INVESTORS AND INFORMATION OVERLOAD

In the advent of technology, information overload prevails in the world, specifically in the investment sector. If investors are not equipped with the right amount of financial knowledge and understanding, they can experience difficulty when digesting too much details. Based on the Journal of Behavioral Finance by Julie Agnew and Lisa Szykman, both professors at The College of William and Mary, individuals with low level of financial literacy suffer from overload, resulting to making bad decisions and passivity.

Information overload is a condition which emerges because humans have limited cognitive capacity to process details. Such condition has been widely studied in several disciplines, including accounting, marketing, management, and management information systems (MIS). When investors experience overload, it can affect their judgment, causing them to constrict their information search and employ simple heuristic instead.

Financial security and peace of mind, for most people, depend on making right financial decisions today and in the future. However, many individuals end up creating very poor decisions or not making decisions at all.

Investors have with too little or too much information. Either way, both are dangerous as it can lead to panic, making bad decisions, or trusting wrong individuals. Worse, they tend to withdraw from the decision-making process and cut their efforts. So it is not sufficient to provide people with details regarding investment options. Information should not only be enough without being overwhelming, it also has to be useful and easy to use.

There are three major causes of information overload: pure quantity, too many (or few) options, and option similarity. The investor’s financial knowledge level plays a vital role in the usage of information because knowledge is directly correlated to the investment process. It is more of an individual’s awareness of the investment practices. Unfortunately, according to the same journal, many of them have no fundamental understanding of financial concepts.

A throng of information can lead investors to misselling. Either they become too risky, conservative, or inadequately undiversified, among others. In other words, they pick investments lucrative only to the seller, or that are easy to sell and manage. These investors just go for the default option because they do not want to bother themselves finding the best investments. But an investment which utterly lacks risk won’t pay off in the long run.

On the other hand, too many stocks or exotic assets, certificates, and assets is extremely uncertain, which can make you win or lose a substantial amount of money. However, majority of investors do not want to take risks, but unaware they are getting such. It can lead to wealth or poverty.

How to contend with information overload?

For brokers, banks, and other financial institutions, provide investors with necessary details. No more, no less. In essence, investors need to be given just the right information level or what can help them make right decisions. It must be easy to comprehend.

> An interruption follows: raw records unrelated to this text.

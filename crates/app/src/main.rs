//! flowlab - interactive OAuth 2.0 / OIDC flow harness
//!
//! Main entry point for the command-line binary.

use std::io::Write;
use std::process::ExitCode;

use clap::Parser;
use flowlab_app::utils::logging::init_tracing;
use flowlab_app::{execute, AppContext, Cli};

#[tokio::main]
async fn main() -> ExitCode {
    let cli = Cli::parse();
    init_tracing();

    match run(cli).await {
        Ok(()) => ExitCode::SUCCESS,
        Err(err) => {
            let _ = writeln!(std::io::stderr(), "error: {err:#}");
            ExitCode::FAILURE
        }
    }
}

async fn run(cli: Cli) -> anyhow::Result<()> {
    let ctx = AppContext::new(cli.config)?;
    let mut stdout = std::io::stdout().lock();
    execute(&ctx, cli.command, &mut stdout).await?;
    stdout.flush()?;
    Ok(())
}
//! Infrastructure error handling

pub mod conversions;

pub use conversions::InfraError;
impl ExchangeParams {
    #[must_use]
    pub fn new() -> Self {
        Self::default()
    }

    /// Insert or overwrite a key, keeping its original position
    pub fn set(&mut self, key: impl Into<String>, value: impl Into<String>) -> &mut Self {
        let key = key.into();
        let value = value.into();
        match self.entries.iter_mut().find(|(k, _)| *k == key) {
            Some(entry) => entry.1 = value,
            None => self.entries.push((key, value)),
        }
        self
    }

    /// Builder form of [`Self::set`]
    #[must_use]
    pub fn with(mut self, key: impl Into<String>, value: impl Into<String>) -> Self {
        self.set(key, value);
        self
    }

    pub fn remove(&mut self, key: &str) -> Option<String> {
        let index = self.entries.iter().position(|(k, _)| k == key)?;
        Some(self.entries.remove(index).1)
    }

    /// Rename a key in place; an existing entry under `to` is replaced
    ///
    /// Returns `false` when `from` is absent.
    pub fn rename(&mut self, from: &str, to: &str) -> bool {
        if from == to {
            return self.contains(from);
        }
        if !self.contains(from) {
            return false;
        }
        self.remove(to);
        if let Some(entry) = self.entries.iter_mut().find(|(k, _)| k == from) {
            entry.0 = to.to_string();
        }
        true
    }

    #[must_use]
    pub fn get(&self, key: &str) -> Option<&str> {
        self.entries.iter().find(|(k, _)| k == key).map(|(_, v)| v.as_str())
    }

    #[must_use]
    pub fn contains(&self, key: &str) -> bool {
        self.get(key).is_some()
    }

    pub fn iter(&self) -> impl Iterator<Item = (&str, &str)> {
        self.entries.iter().map(|(k, v)| (k.as_str(), v.as_str()))
    }

    #[must_use]
    pub fn len(&self) -> usize {
        self.entries.len()
    }

    #[must_use]
    pub fn is_empty(&self) -> bool {
        self.entries.is_empty()
    }

    /// Fields that will actually be sent: blank values are dropped
    #[must_use]
    pub fn form_pairs(&self) -> FormParams {
        self.entries.iter().filter(|(_, v)| !v.trim().is_empty()).cloned().collect()
    }
}
//! Domain types and models

pub mod session;
pub mod token;

pub use session::{ClientAuthMethod, CodeChallengeMethod, FlowType, Session, StateMode, TokenKind};
pub use token::{OAuthErrorBody, TokenResponse, UserInfo};
//! PKCE and CSRF primitives for OAuth 2.0 authorization requests
//!
//! # Module Organization
//!
//! - **[`pkce`]**: code verifier generation, S256 challenge derivation and
//!   random `state` values
//!
//! Everything here is pure and stateless; persisting the generated values is
//! the job of the session layer in `flowlab-core`.

pub mod pkce;

pub use pkce::{generate_code_challenge, generate_code_verifier, generate_state, PkcePair};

For investors, if you are facing this hurdle and have no idea on how to figure it out and use it, go back to the seller and demand for a precise information that can be used in investing. If they fail to do so, put your investments somewhere else.

Supposedly, investors themselves should exert more effort to differentiate information underload and information overload. Yes, this process can be daunting and exhausting. But this is a serious problem investors should address among themselves or risk losing your capital. They can always seek the advice of an independent advisor just to be sure.